START The data

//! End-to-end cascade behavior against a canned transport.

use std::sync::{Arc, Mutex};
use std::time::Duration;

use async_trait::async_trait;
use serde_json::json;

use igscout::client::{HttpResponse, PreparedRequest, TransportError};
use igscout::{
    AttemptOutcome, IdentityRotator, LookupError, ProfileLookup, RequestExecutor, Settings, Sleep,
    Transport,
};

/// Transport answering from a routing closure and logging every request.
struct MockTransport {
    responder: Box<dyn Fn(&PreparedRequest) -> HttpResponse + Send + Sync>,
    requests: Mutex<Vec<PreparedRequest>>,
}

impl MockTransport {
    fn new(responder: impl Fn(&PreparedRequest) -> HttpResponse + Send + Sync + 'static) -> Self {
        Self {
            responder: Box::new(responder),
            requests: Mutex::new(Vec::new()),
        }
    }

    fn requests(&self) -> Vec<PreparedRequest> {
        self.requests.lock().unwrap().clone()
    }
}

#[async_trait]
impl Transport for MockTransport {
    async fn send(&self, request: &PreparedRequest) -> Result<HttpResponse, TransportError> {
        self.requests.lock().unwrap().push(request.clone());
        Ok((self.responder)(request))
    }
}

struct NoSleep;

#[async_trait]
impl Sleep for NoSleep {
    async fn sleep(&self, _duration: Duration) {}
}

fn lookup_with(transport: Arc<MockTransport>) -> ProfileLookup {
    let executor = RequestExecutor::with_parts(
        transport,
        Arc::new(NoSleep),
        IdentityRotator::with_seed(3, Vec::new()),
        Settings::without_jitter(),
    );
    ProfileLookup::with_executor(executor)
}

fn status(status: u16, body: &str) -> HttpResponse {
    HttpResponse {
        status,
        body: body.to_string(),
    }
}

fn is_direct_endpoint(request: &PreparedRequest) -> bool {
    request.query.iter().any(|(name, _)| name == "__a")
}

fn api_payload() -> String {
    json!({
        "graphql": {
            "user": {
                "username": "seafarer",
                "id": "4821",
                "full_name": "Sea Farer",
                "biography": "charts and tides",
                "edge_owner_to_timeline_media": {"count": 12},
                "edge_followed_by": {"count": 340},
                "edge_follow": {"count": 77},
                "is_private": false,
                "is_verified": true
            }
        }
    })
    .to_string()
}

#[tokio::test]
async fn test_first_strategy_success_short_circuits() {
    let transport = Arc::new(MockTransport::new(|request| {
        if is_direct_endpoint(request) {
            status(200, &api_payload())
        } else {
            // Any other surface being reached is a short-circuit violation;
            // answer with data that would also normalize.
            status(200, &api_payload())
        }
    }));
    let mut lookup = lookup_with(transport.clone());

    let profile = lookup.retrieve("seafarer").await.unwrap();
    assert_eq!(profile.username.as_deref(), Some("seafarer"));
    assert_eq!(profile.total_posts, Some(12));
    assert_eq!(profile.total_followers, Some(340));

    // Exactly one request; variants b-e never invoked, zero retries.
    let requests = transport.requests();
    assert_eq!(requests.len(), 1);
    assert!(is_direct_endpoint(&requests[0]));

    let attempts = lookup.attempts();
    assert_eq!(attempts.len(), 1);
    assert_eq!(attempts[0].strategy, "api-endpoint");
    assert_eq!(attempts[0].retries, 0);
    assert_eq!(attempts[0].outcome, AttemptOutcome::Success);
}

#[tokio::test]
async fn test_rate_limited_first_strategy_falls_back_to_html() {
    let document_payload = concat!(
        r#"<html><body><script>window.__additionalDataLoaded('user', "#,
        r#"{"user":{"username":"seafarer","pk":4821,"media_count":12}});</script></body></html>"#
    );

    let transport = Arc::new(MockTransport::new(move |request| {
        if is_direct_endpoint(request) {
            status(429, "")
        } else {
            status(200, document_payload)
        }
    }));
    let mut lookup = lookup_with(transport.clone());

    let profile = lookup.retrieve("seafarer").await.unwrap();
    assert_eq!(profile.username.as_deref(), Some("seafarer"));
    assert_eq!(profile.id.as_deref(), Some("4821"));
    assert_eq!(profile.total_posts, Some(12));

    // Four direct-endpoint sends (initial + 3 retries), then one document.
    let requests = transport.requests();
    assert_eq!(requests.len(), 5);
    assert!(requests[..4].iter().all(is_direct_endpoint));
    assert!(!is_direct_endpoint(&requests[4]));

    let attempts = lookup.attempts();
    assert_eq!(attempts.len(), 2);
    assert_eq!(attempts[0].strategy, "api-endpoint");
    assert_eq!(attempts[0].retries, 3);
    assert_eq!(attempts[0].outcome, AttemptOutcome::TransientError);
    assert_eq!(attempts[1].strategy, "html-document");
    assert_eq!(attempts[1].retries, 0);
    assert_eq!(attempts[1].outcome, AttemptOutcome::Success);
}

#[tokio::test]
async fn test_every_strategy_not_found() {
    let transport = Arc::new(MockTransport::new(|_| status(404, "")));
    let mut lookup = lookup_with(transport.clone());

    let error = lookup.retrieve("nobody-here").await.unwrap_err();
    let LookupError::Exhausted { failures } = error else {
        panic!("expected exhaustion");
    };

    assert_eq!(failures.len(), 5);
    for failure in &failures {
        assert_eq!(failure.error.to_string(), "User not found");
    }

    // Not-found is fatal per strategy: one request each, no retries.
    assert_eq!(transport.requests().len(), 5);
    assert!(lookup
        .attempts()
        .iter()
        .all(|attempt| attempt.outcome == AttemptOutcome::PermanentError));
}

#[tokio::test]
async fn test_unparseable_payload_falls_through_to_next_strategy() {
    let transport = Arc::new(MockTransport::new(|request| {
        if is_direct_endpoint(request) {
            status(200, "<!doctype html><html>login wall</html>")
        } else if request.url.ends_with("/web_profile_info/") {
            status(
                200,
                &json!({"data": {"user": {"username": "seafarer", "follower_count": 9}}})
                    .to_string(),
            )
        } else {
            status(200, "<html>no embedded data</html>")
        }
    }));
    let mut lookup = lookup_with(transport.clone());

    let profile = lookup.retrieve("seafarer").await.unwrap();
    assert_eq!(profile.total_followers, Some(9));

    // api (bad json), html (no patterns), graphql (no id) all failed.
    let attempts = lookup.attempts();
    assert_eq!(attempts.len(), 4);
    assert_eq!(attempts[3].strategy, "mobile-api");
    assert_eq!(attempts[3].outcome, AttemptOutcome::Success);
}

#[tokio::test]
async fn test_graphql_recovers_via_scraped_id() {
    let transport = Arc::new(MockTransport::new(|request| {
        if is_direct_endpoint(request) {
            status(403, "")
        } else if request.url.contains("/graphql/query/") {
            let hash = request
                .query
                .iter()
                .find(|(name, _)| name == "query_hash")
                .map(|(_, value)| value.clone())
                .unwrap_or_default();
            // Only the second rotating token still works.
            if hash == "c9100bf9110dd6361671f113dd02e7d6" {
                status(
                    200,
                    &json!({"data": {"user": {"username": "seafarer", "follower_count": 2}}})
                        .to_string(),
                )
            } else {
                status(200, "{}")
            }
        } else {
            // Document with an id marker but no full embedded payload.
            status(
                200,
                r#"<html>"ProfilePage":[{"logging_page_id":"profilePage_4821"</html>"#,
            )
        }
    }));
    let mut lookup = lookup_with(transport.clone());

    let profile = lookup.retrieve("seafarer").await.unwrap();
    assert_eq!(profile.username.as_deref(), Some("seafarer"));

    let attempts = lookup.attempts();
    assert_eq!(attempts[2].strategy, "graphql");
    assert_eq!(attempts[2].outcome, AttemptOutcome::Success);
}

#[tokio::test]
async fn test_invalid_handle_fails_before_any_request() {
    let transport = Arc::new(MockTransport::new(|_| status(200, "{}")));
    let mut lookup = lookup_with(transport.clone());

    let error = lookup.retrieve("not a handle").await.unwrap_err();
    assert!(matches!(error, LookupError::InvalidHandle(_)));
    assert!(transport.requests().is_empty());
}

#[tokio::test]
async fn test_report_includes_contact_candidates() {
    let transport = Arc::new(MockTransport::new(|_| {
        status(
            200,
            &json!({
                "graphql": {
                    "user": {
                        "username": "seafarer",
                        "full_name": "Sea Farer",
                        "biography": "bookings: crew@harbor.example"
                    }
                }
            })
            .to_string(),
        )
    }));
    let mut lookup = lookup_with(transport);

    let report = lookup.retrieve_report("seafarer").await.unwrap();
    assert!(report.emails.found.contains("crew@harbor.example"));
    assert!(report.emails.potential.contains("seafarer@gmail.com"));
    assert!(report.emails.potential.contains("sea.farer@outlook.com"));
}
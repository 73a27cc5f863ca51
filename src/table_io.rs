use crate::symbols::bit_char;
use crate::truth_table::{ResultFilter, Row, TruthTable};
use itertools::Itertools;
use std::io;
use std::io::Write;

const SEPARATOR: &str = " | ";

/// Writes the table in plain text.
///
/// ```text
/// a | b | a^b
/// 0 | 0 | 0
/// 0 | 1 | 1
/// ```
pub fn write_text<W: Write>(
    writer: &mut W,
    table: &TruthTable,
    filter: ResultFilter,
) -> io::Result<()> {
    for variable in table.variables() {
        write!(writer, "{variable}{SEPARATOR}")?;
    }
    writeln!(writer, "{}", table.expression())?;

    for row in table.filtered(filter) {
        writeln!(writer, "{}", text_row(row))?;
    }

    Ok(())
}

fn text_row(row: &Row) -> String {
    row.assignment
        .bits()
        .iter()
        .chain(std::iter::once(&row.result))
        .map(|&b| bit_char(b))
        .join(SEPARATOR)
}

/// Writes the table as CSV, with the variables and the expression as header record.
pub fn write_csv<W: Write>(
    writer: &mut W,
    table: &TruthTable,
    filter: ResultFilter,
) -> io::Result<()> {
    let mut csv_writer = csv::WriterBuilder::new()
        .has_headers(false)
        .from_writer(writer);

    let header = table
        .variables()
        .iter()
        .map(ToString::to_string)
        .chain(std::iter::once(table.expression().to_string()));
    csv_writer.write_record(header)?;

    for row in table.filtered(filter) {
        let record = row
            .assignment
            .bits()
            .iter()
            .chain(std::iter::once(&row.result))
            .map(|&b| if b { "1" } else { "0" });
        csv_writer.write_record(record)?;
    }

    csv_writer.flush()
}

END The data

◆ What you need to do: Could you work out how many lines in the material contain "LookupError"? Reply with only that number.

◆ Answer below: 3